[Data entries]
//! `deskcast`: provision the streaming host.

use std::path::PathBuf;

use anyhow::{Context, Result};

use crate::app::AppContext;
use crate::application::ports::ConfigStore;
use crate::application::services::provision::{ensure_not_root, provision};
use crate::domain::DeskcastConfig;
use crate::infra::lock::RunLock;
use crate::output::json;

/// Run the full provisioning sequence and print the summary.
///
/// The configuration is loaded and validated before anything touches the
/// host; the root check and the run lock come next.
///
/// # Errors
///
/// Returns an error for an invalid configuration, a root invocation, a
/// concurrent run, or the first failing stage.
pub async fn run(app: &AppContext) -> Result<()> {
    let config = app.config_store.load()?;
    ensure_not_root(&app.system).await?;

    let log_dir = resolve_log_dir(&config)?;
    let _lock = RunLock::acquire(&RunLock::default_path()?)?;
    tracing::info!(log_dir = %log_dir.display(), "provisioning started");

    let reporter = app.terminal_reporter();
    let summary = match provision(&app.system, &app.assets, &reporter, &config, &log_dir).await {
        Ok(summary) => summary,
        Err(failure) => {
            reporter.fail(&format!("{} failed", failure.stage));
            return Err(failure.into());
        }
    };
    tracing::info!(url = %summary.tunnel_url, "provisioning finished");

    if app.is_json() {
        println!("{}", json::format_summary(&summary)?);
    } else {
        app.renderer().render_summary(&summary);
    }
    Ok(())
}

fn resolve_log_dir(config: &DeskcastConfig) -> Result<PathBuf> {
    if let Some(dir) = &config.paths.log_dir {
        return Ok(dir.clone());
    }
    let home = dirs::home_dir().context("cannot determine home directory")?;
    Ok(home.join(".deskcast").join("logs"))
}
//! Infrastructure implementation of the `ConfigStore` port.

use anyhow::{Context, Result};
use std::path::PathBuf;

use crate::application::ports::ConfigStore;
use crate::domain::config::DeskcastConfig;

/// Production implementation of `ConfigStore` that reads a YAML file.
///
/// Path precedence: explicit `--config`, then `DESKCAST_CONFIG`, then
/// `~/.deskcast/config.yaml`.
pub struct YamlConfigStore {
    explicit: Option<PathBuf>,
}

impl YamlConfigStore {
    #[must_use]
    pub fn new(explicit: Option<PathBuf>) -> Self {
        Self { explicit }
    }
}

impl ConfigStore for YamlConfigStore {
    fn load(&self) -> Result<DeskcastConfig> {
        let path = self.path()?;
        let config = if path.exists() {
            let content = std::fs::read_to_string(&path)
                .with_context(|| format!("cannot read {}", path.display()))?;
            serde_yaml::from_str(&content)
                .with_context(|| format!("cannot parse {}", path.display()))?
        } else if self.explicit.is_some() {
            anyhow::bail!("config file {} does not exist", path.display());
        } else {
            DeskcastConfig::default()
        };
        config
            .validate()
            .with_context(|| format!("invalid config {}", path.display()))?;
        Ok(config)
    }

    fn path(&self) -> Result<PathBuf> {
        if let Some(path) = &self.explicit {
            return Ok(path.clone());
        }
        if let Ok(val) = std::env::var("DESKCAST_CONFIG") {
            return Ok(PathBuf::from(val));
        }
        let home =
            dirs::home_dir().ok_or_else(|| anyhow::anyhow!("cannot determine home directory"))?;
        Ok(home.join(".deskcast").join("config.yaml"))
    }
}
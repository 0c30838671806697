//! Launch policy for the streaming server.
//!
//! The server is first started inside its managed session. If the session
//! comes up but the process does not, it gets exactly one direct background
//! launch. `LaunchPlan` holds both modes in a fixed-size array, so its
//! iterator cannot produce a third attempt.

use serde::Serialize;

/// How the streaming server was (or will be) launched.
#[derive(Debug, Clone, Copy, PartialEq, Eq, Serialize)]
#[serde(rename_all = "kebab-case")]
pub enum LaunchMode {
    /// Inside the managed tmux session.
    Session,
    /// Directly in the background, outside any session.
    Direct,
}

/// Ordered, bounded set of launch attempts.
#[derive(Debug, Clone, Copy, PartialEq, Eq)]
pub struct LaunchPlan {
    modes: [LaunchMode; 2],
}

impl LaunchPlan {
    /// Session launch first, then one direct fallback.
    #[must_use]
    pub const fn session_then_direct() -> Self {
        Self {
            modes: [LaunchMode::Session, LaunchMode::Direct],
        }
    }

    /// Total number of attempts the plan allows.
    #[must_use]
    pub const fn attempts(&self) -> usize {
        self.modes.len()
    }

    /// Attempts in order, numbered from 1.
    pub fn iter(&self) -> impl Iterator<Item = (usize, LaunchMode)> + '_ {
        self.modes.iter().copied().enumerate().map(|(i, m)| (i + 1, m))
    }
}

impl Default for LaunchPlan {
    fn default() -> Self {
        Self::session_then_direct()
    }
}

◆ Problem description
Go through the records and copy each line with "system" in it.

◆ Answer below
    ensure_not_root(&app.system).await?;
    let summary = match provision(&app.system, &app.assets, &reporter, &config, &log_dir).await {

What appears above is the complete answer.